Well, after a July 4 holiday, Camp Marshfield got back into full swing late this afternoon, when Sarah and her bug-hunting friends arrived in my back yard and began shouting excitedly over their latest finds.
"Oh, goody, I get to bring out the bug guide," I thought. Many thanks to the Rogers Park friends who have graciously sent along their copy of the National Audubon Society's field guide to North American insects and spiders. It's a great resource--the front section is all photos, grouped into types: caterpillars, beetles, moths, butterflies, grasshoppers/crickets/cicadas, flies and spiders, to name some but not all the categories.
"Hey, you guys, look what I got," I called out the back door.
"Maritza!" they all shrieked. "Look what we've got!"
So we traded: bugs for bug guide. Brady Bughunter Boy was the first to grab it, I believe, and he spotted some bugs he'd seen before right away. Sarah got it next and recognized quite a few bugs, many of which she'd found in Chez Maritza's back yard Even Sarah's four-year-old niece wanted to look at the bug pictures, at least for a little while.
Then a Brady Girl arrived, and we had to get the puzzle pieces out--that's what we call the box full of wood and cardboard items that look like puzzle pieces but work more like Legos or Tinkertoys--you use them to make things, not to put a puzzle together. But we keep calling them puzzle pieces because that's sort of what they look like.
So a couple of kids made things out of puzzle pieces and a couple of other kids went bug-hunting, and Sarah's niece took a look at this book I love called Not a Stick.
Then Sarah and Brady Bughunter wanted to grab the long green seed pods that hang down temptingly from the tree in the back yard. If they stand on my raised parking pad they can almost reach the lowest-hanging ones, but not quite. So I agreed to go in my house and get out my indoor ladder and let them climb up on it. They got seed pods, from which Brady Bughunter was going to make "pizza," but then he and Sarah got interested in the bugs and discarded bug exoskeletons to be found on the tree leaves. Even little Angel from next door wanted to climb the ladder and yank on some leaves. It was all quite exciting and Angel cried when I took the ladder back in the house.
Once that was done, it was time for another favorite activity. "Who wants a snack?" I asked. Everybody did, loudly and emphatically.

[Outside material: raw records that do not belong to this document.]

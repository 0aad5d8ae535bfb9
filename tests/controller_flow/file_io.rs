//! Datei-Flüsse: Speichern und Laden über den Controller.

use neon_sign_studio::AppIntent;

use super::support::*;

fn temp_path(name: &str) -> std::path::PathBuf {
    std::env::temp_dir().join(format!("neon_flow_{}_{}.json", std::process::id(), name))
}

#[test]
fn save_then_load_roundtrip() {
    let path = temp_path("roundtrip");
    let path_str = path.to_string_lossy().into_owned();

    let (mut controller, mut state) = new_app();
    let id = insert_line(&mut state, vec![0.0, 0.0, 100.0, 50.0]);
    send(
        &mut controller,
        &mut state,
        AppIntent::SaveFilePathSelected {
            path: path_str.clone(),
        },
    );
    assert!(path.exists());
    assert_eq!(state.ui.current_file_path.as_deref(), Some(path_str.as_str()));

    let (mut controller2, mut state2) = new_app();
    send(
        &mut controller2,
        &mut state2,
        AppIntent::FileSelected {
            path: path_str.clone(),
        },
    );

    assert_eq!(state2.path_count(), 1);
    assert_eq!(
        state2.document.path(id).unwrap().points,
        vec![0.0, 0.0, 100.0, 50.0]
    );
    // Laden setzt Transienten und Verlauf zurück
    assert!(state2.selection.is_empty());
    assert!(!state2.can_undo());
    assert_eq!(state2.ui.current_file_path.as_deref(), Some(path_str.as_str()));

    let _ = std::fs::remove_file(&path);
}

#[test]
fn save_without_dialog_reuses_current_path() {
    let path = temp_path("resave");
    let path_str = path.to_string_lossy().into_owned();

    let (mut controller, mut state) = new_app();
    insert_line(&mut state, vec![0.0, 0.0, 100.0, 0.0]);
    send(
        &mut controller,
        &mut state,
        AppIntent::SaveFilePathSelected {
            path: path_str.clone(),
        },
    );

    insert_line(&mut state, vec![0.0, 50.0, 100.0, 50.0]);
    send(&mut controller, &mut state, AppIntent::SaveRequested);

    let (mut controller2, mut state2) = new_app();
    send(
        &mut controller2,
        &mut state2,
        AppIntent::FileSelected { path: path_str },
    );
    assert_eq!(state2.path_count(), 2);

    let _ = std::fs::remove_file(&path);
}

#[test]
fn save_without_current_path_requests_dialog() {
    let (mut controller, mut state) = new_app();
    insert_line(&mut state, vec![0.0, 0.0, 100.0, 0.0]);

    send(&mut controller, &mut state, AppIntent::SaveRequested);
    assert!(state.ui.save_file_dialog_requested);
}

#[test]
fn load_error_leaves_state_untouched() {
    let path = temp_path("garbage");
    std::fs::write(&path, "das ist kein json").unwrap();

    let (mut controller, mut state) = new_app();
    insert_line(&mut state, vec![0.0, 0.0, 100.0, 0.0]);

    let result = controller.handle_intent(
        &mut state,
        AppIntent::FileSelected {
            path: path.to_string_lossy().into_owned(),
        },
    );
    assert!(result.is_err());
    assert_eq!(state.path_count(), 1);

    let _ = std::fs::remove_file(&path);
}

#[test]
fn load_rejects_wrong_format_version() {
    let path = temp_path("version");
    std::fs::write(&path, r#"{"version": 2, "data": {"neonPaths": []}}"#).unwrap();

    let (mut controller, mut state) = new_app();
    let result = controller.handle_intent(
        &mut state,
        AppIntent::FileSelected {
            path: path.to_string_lossy().into_owned(),
        },
    );
    assert!(result.is_err());

    let _ = std::fs::remove_file(&path);
}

Fortunately Camp Marshfield stocked up on granola bars at Costco while picking up barbecue food--I was hoping the box of 96 two-packs would last the summer, but two new cousins of Jay-Z's dropped by and one of them was hungry. I think she ate five packs by herself. "Do you have any cookies?" she asked me before trying them.
"No," I said firmly. "What you see is what you get." (Although I must 'fess up I went to the Ashland Dominick's tonight and their cookies were on sale, including the maple creme ones I adore and never buy because I'd eat the whole bag by myself. This time I did buy the bag, plus a bag of chocolate chunk, because they're for Camp Marshfield, right? Yeah, right. "This is exactly the kind of thing Dad would have done," I thought in the grocery store aisle, laughed, and took them to the register. No, I haven't eaten any yet.)
In the midst of the feeding frenzy, Junior and his little brother showed up to do homework. Junior has a giant pack of math homework for Golder College Prep that is supposed to last him until August 14. Thank God Medicine Man has already worked on it with him twice, and gotten pretty far into it--I had to Google "how to divide mixed numbers" because I haven't done it for so long I forgot how.
At some point in all this, I did have a few quiet moments to talk with Sarah and one of the Brady Girls about how their Fourth of July was and so forth. Brady Girl is pretty far into her Magic Tree book now; her sister is finished the twister one but wants to re-read a chapter or take it to school or something. I gave her the one on rain forests, too. I asked if she wanted it and she shrugged like "maybe," but then she took it, so we'll see. If it rains she might read it.
Memory Girl came by and she read Not a Stick all by herself. I like this book because the words are very simple, the illustrations are gorgeous, and the theme is actually pretty deep. She liked the book so much she wanted to take it home. "What was your favorite way he used the stick?" I asked her.
"The sword," she said.
"Yeah, that was cool. I liked the leash on the dinosaur, too. Did you like that?"
She nodded yes.
Later on they were all using my sidewalk chalk out front and I was going to the store, so I took the book over and gave it to her to take home.